Stored data entries:
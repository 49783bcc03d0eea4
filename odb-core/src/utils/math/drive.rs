//! POV drive mixing for a four-wheel X-configuration chassis.
//!
//! A single stick plus two rotation triggers select exactly one motion
//! primitive per cycle: translation along the rotated stick axes, or rotation
//! in place. Rotation takes priority; whenever either trigger is pressed the
//! stick is ignored.
//!
//! # Example
//! ```rust
//! use odb_core::utils::math::drive::mix;
//! let cmd = mix(0.5, 0.5, 0.0, 0.0, 0.5);
//! assert_eq!(cmd.left_rear, 0.25);
//! ```

use serde::{Deserialize, Serialize};

use super::scale_unit;

/// One motion primitive: translation or in-place rotation, never both.
#[derive(Debug, Clone, Copy, PartialEq, Serialize, Deserialize)]
#[serde(rename_all = "snake_case")]
pub enum DriveIntent {
    /// Translation along the chassis-frame axes, nominally in `[-1, 1]`.
    Translate { x: f64, y: f64 },
    /// Signed rotation magnitude, positive is clockwise.
    Rotate(f64),
}

/// Power for each of the four wheels.
#[derive(Debug, Clone, Copy, PartialEq, Default, Serialize, Deserialize)]
pub struct DriveCommand {
    pub left_front: f64,
    pub right_front: f64,
    pub left_rear: f64,
    pub right_rear: f64,
}

/// Choose the motion primitive for this cycle.
///
/// `cw` and `acw` are non-negative trigger magnitudes. Any pressure on either
/// trigger selects rotation with net magnitude `cw - acw`.
pub fn select_intent(
    x: f64,
    y: f64,
    cw: f64,
    acw: f64,
) -> DriveIntent {
    if cw + acw > 0.0 {
        DriveIntent::Rotate(cw - acw)
    } else {
        DriveIntent::Translate { x, y }
    }
}

/// Mix rotated stick input and rotation triggers into wheel powers.
pub fn mix(
    x: f64,
    y: f64,
    cw: f64,
    acw: f64,
    speed: f64,
) -> DriveCommand {
    select_intent(x, y, cw, acw).command(speed)
}

impl DriveIntent {
    /// Wheel powers for this intent, rescaled from `[-1, 1]` to `[-speed, speed]`.
    ///
    /// Rotation drives the left side against the right side. Translation
    /// assigns `y` to the left-rear/right-front pair and `x` to the
    /// left-front/right-rear pair.
    pub fn command(
        &self,
        speed: f64,
    ) -> DriveCommand {
        match *self {
            DriveIntent::Rotate(r) => {
                let s = scale_unit(r, speed);
                DriveCommand {
                    left_front: s,
                    right_front: -s,
                    left_rear: s,
                    right_rear: -s,
                }
            }
            DriveIntent::Translate { x, y } => {
                let forward = scale_unit(y, speed);
                let strafe = scale_unit(x, speed);
                DriveCommand {
                    left_front: strafe,
                    right_front: forward,
                    left_rear: forward,
                    right_rear: strafe,
                }
            }
        }
    }
}

impl DriveCommand {
    pub const ZERO: Self = Self {
        left_front: 0.0,
        right_front: 0.0,
        left_rear: 0.0,
        right_rear: 0.0,
    };

    /// `(left_rear, right_front, left_front, right_rear)`, the pair-wise order
    /// the mixer assigns wheels in.
    pub fn as_tuple(&self) -> (f64, f64, f64, f64) {
        (
            self.left_rear,
            self.right_front,
            self.left_front,
            self.right_rear,
        )
    }

    /// Wheel powers in port order: left-rear, right-front, left-front, right-rear.
    pub fn as_array(&self) -> [f64; 4] {
        [
            self.left_rear,
            self.right_front,
            self.left_front,
            self.right_rear,
        ]
    }

    /// Largest absolute wheel power.
    pub fn max_abs(&self) -> f64 {
        self.as_array()
            .iter()
            .fold(0.0, |acc, &p| acc.max(libm::fabs(p)))
    }

    /// Keep each wheel's direction but set its magnitude to `speed`.
    ///
    /// Stopped wheels stay stopped.
    pub fn with_speed(
        &self,
        speed: f64,
    ) -> Self {
        fn retain_sign(
            power: f64,
            speed: f64,
        ) -> f64 {
            if power == 0.0 {
                0.0
            } else {
                libm::copysign(speed, power)
            }
        }
        Self {
            left_front: retain_sign(self.left_front, speed),
            right_front: retain_sign(self.right_front, speed),
            left_rear: retain_sign(self.left_rear, speed),
            right_rear: retain_sign(self.right_rear, speed),
        }
    }
}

#### Problem
Going through the entries above, count each line that has the word "derive" and report only the count.

#### Solution
2